All that is wanted is a word-for-word copy of the data from its first line to the line containing "pub fn to_config(&self) -> Result<ManifestConfig>", both included.

Saved entries:
'''
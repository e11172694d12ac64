//! Configuration for a pubtag run

pub mod defaults;
mod types;
pub mod validation;

pub use defaults::*;
pub use types::*;
pub use validation::*;
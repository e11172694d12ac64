//! Step inputs shared by the commands
//!
//! Every input can come from a flag or from the environment variable the
//! Actions runner sets for it. An empty value counts as unset.

use std::path::PathBuf;

use clap::Args;

use pubtag_core::config::{
    parse_bool_input, ChangelogConfig, GitHubConfig, ManifestConfig, NamingConfig,
    DEFAULT_API_URL, DEFAULT_CHANGELOG_STRUCTURE, DEFAULT_HEAD_REF,
};
use pubtag_core::{RepoRef, Result};

/// Treat empty strings as absent
fn non_empty(value: &Option<String>) -> Option<&str> {
    value.as_deref().filter(|v| !v.is_empty())
}

/// Where the manifest lives
#[derive(Debug, Clone, Args)]
pub struct ManifestArgs {
    /// Checked-out workspace directory
    #[arg(long, env = "GITHUB_WORKSPACE", value_name = "DIR")]
    pub workspace: Option<String>,

    /// Package directory relative to the workspace
    #[arg(long, env = "INPUT_PACKAGE_ROOT", value_name = "DIR")]
    pub package_root: Option<String>,

    /// Keep the +build suffix of the version (true | false)
    #[arg(long, env = "INPUT_INCLUDE_BUILD_NUMBER", value_name = "BOOL")]
    pub include_build_number: Option<String>,
}

impl ManifestArgs {
    pub fn to_config(&self) -> Result<ManifestConfig> {
        let include_build_number = parse_bool_input(
            "include_build_number",
            self.include_build_number.as_deref().unwrap_or_default(),
            true,
        )?;

        Ok(ManifestConfig {
            workspace: PathBuf::from(non_empty(&self.workspace).unwrap_or(".")),
            package_root: non_empty(&self.package_root)
                .map(PathBuf::from)
                .unwrap_or_default(),
            include_build_number,
        })
    }
}

/// Tag name decoration
#[derive(Debug, Clone, Args)]
pub struct NamingArgs {
    /// Text placed before the version in the tag name
    #[arg(long, env = "INPUT_TAG_PREFIX", value_name = "TEXT")]
    pub tag_prefix: Option<String>,

    /// Text placed after the version in the tag name
    #[arg(long, env = "INPUT_TAG_SUFFIX", value_name = "TEXT")]
    pub tag_suffix: Option<String>,
}

impl NamingArgs {
    pub fn to_config(&self) -> NamingConfig {
        NamingConfig {
            prefix: self.tag_prefix.clone().unwrap_or_default(),
            suffix: self.tag_suffix.clone().unwrap_or_default(),
        }
    }
}

/// Tag message inputs
#[derive(Debug, Clone, Args)]
pub struct ChangelogArgs {
    /// Per-commit template ({{message}}, {{messageHeadline}}, {{author}}, {{sha}})
    #[arg(long, env = "INPUT_CHANGELOG_STRUCTURE", value_name = "TEMPLATE")]
    pub changelog_structure: Option<String>,

    /// Explicit tag message; skips changelog generation
    #[arg(long, env = "INPUT_TAG_MESSAGE", value_name = "TEXT")]
    pub tag_message: Option<String>,

    /// Branch the changelog range ends at
    #[arg(long, env = "INPUT_HEAD_REF", value_name = "REF")]
    pub head_ref: Option<String>,
}

impl ChangelogArgs {
    pub fn to_config(&self) -> ChangelogConfig {
        ChangelogConfig {
            structure: non_empty(&self.changelog_structure)
                .unwrap_or(DEFAULT_CHANGELOG_STRUCTURE)
                .to_string(),
            head_ref: non_empty(&self.head_ref)
                .map(str::trim)
                .filter(|r| !r.is_empty())
                .unwrap_or(DEFAULT_HEAD_REF)
                .to_string(),
        }
    }

    pub fn tag_message(&self) -> String {
        self.tag_message.clone().unwrap_or_default()
    }
}

/// Hosting service access
#[derive(Debug, Clone, Args)]
pub struct GitHubArgs {
    /// API token (falls back to GITHUB_TOKEN)
    #[arg(long, env = "INPUT_GITHUB_TOKEN", hide_env_values = true, value_name = "TOKEN")]
    pub token: Option<String>,

    /// Target repository as owner/repo
    #[arg(long, env = "GITHUB_REPOSITORY", value_name = "OWNER/REPO")]
    pub repository: Option<String>,

    /// REST API root
    #[arg(long, env = "GITHUB_API_URL", value_name = "URL")]
    pub api_url: Option<String>,

    /// Commit the new tag points at
    #[arg(long, env = "GITHUB_SHA", value_name = "SHA")]
    pub sha: Option<String>,
}

impl GitHubArgs {
    pub fn to_config(&self) -> Result<GitHubConfig> {
        let repository = match non_empty(&self.repository) {
            Some(value) => Some(value.parse::<RepoRef>()?),
            None => None,
        };

        Ok(GitHubConfig {
            api_url: non_empty(&self.api_url)
                .unwrap_or(DEFAULT_API_URL)
                .to_string(),
            token: resolve_token(
                self.token.clone(),
                std::env::var("GITHUB_TOKEN").ok(),
            ),
            repository,
            sha: non_empty(&self.sha).map(|s| s.trim().to_string()),
        })
    }
}

/// Pick the explicit token, else the ambient one
fn resolve_token(explicit: Option<String>, ambient: Option<String>) -> Option<String> {
    explicit
        .filter(|t| !t.trim().is_empty())
        .or_else(|| ambient.filter(|t| !t.trim().is_empty()))
}

#[cfg(test)]
mod tests {
    use super::*;
    use clap::Parser;

    #[derive(Debug, Parser)]
    struct Harness {
        #[command(flatten)]
        manifest: ManifestArgs,
        #[command(flatten)]
        naming: NamingArgs,
        #[command(flatten)]
        changelog: ChangelogArgs,
        #[command(flatten)]
        github: GitHubArgs,
    }

    fn parse(args: &[&str]) -> Harness {
        Harness::try_parse_from(std::iter::once("harness").chain(args.iter().copied())).unwrap()
    }

    #[test]
    fn test_manifest_args() {
        let harness = parse(&[
            "--workspace",
            "/work",
            "--package-root",
            "packages/app",
            "--include-build-number",
            "False",
        ]);
        let config = harness.manifest.to_config().unwrap();
        assert_eq!(config.workspace, PathBuf::from("/work"));
        assert_eq!(config.package_root, PathBuf::from("packages/app"));
        assert!(!config.include_build_number);
    }

    #[test]
    fn test_include_build_number_rejects_garbage() {
        let harness = parse(&["--include-build-number", "maybe"]);
        assert!(harness.manifest.to_config().is_err());
    }

    #[test]
    fn test_empty_inputs_use_defaults() {
        let harness = parse(&[
            "--workspace",
            "",
            "--package-root",
            "",
            "--include-build-number",
            "",
            "--changelog-structure",
            "",
            "--head-ref",
            "",
            "--api-url",
            "",
        ]);
        let manifest = harness.manifest.to_config().unwrap();
        assert_eq!(manifest.workspace, PathBuf::from("."));
        assert_eq!(manifest.package_root, PathBuf::new());
        assert!(manifest.include_build_number);

        let changelog = harness.changelog.to_config();
        assert_eq!(changelog.structure, DEFAULT_CHANGELOG_STRUCTURE);
        assert_eq!(changelog.head_ref, DEFAULT_HEAD_REF);

        let github = harness.github.to_config().unwrap();
        assert_eq!(github.api_url, DEFAULT_API_URL);
    }

    #[test]
    fn test_naming_args_keep_whitespace() {
        let harness = parse(&["--tag-prefix", "v", "--tag-suffix", " beta"]);
        assert_eq!(harness.naming.to_config().tag_name("1.0.0"), "v1.0.0 beta");
    }

    #[test]
    fn test_github_args() {
        let harness = parse(&[
            "--repository",
            "octo/widgets",
            "--api-url",
            "https://ghe.example.com/api/v3",
            "--sha",
            "c0ffee",
            "--token",
            "secret",
        ]);
        let config = harness.github.to_config().unwrap();
        assert_eq!(config.repository, Some(RepoRef::new("octo", "widgets")));
        assert_eq!(config.api_url, "https://ghe.example.com/api/v3");
        assert_eq!(config.sha.as_deref(), Some("c0ffee"));
        assert_eq!(config.token.as_deref(), Some("secret"));
    }

    #[test]
    fn test_bad_repository() {
        let harness = parse(&["--repository", "just-a-name"]);
        assert!(harness.github.to_config().is_err());
    }

    #[test]
    fn test_resolve_token() {
        assert_eq!(
            resolve_token(Some("a".into()), Some("b".into())).as_deref(),
            Some("a")
        );
        assert_eq!(
            resolve_token(Some(" ".into()), Some("b".into())).as_deref(),
            Some("b")
        );
        assert_eq!(resolve_token(None, None), None);
    }
}
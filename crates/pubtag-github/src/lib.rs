//! pubtag GitHub - hosting service access
//!
//! This crate defines the [`TagHost`] operations a tagging run needs and
//! implements them against the GitHub REST API.

mod api;
mod client;
mod traits;

pub use client::GitHubClient;
pub use traits::TagHost;
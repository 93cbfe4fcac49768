use std::sync::Arc;

use kitabee_db::Database;

use crate::books::BookClient;
use crate::error::ApiResult;

pub type AppState = Arc<AppStateInner>;

pub struct AppStateInner {
    pub db: Database,
    pub jwt_secret: String,
    pub books: BookClient,
}

impl AppStateInner {
    pub fn new(db: Database, jwt_secret: String, books: BookClient) -> AppState {
        Arc::new(Self {
            db,
            jwt_secret,
            books,
        })
    }
}

/// Runs blocking datastore work off the async runtime.
pub(crate) async fn blocking<F, T>(state: &AppState, f: F) -> ApiResult<T>
where
    F: FnOnce(&Database) -> ApiResult<T> + Send + 'static,
    T: Send + 'static,
{
    let state = state.clone();
    tokio::task::spawn_blocking(move || f(&state.db)).await?
}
'''
* _Solution below_
repository e11172694d12ac64
//! Configuration for a pubtag run

pub mod defaults;
mod types;
pub mod validation;

pub use defaults::*;
pub use types::*;
pub use validation::*;
repository e11172694d12ac64
//! Step inputs shared by the commands
//!
//! Every input can come from a flag or from the environment variable the
//! Actions runner sets for it. An empty value counts as unset.

use std::path::PathBuf;

use clap::Args;

use pubtag_core::config::{
    parse_bool_input, ChangelogConfig, GitHubConfig, ManifestConfig, NamingConfig,
    DEFAULT_API_URL, DEFAULT_CHANGELOG_STRUCTURE, DEFAULT_HEAD_REF,
};
use pubtag_core::{RepoRef, Result};

/// Treat empty strings as absent
fn non_empty(value: &Option<String>) -> Option<&str> {
    value.as_deref().filter(|v| !v.is_empty())
}

/// Where the manifest lives
#[derive(Debug, Clone, Args)]
pub struct ManifestArgs {
    /// Checked-out workspace directory
    #[arg(long, env = "GITHUB_WORKSPACE", value_name = "DIR")]
    pub workspace: Option<String>,

    /// Package directory relative to the workspace
    #[arg(long, env = "INPUT_PACKAGE_ROOT", value_name = "DIR")]
    pub package_root: Option<String>,

    /// Keep the +build suffix of the version (true | false)
    #[arg(long, env = "INPUT_INCLUDE_BUILD_NUMBER", value_name = "BOOL")]
    pub include_build_number: Option<String>,
}

impl ManifestArgs {
    pub fn to_config(&self) -> Result<ManifestConfig> {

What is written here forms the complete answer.